Given records below:
//! Benchmarks for the battle hot paths: match finding, cascades and spells.

#![allow(missing_docs)]

use std::hint::black_box;

use criterion::{Criterion, criterion_group, criterion_main};
use gemrail::GameRng;
use gemrail::battle::{Battle, LevelConfig, LevelOptions, MatchGrid, Pos, SwapOutcome, WordDeck};
use gemrail::spell::SpellRegistry;

fn battle(seed: u64) -> Battle {
    let config = LevelConfig::for_level(3);
    Battle::from_config(
        &config,
        &LevelOptions::default(),
        &SpellRegistry::with_defaults(),
        WordDeck::new(Vec::new()),
        seed,
    )
    .expect("level 3 builds")
}

fn bench_find_matches(c: &mut Criterion) {
    let mut rng = GameRng::new(7);
    let grid = MatchGrid::random(8, 8, 6, &mut rng);
    c.bench_function("find_matches_8x8", |b| {
        b.iter(|| black_box(black_box(&grid).find_matches()));
    });
}

fn bench_suggest_swap(c: &mut Criterion) {
    let b8 = battle(42);
    c.bench_function("suggest_swap_8x8", |b| {
        b.iter(|| black_box(black_box(&b8).suggest_swap()));
    });
}

fn bench_full_battle(c: &mut Criterion) {
    // Greedy play until the level is decided
    c.bench_function("greedy_battle_level3", |b| {
        b.iter(|| {
            let mut game = battle(black_box(42));
            for _ in 0..200 {
                let (a, bb) = game.suggest_swap().unwrap_or((Pos::new(0, 0), Pos::new(0, 1)));
                if let SwapOutcome::Rejected { .. } = game.play_swap(a, bb) {
                    break;
                }
            }
            black_box(game.outcome())
        });
    });
}

criterion_group!(benches, bench_find_matches, bench_suggest_swap, bench_full_battle);
criterion_main!(benches);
End of Given records.
◆ Task details ◆
State how many lines of the data contain the word "LevelOptions". Nothing besides the number belongs in the reply.

◆ Answer space ◆
2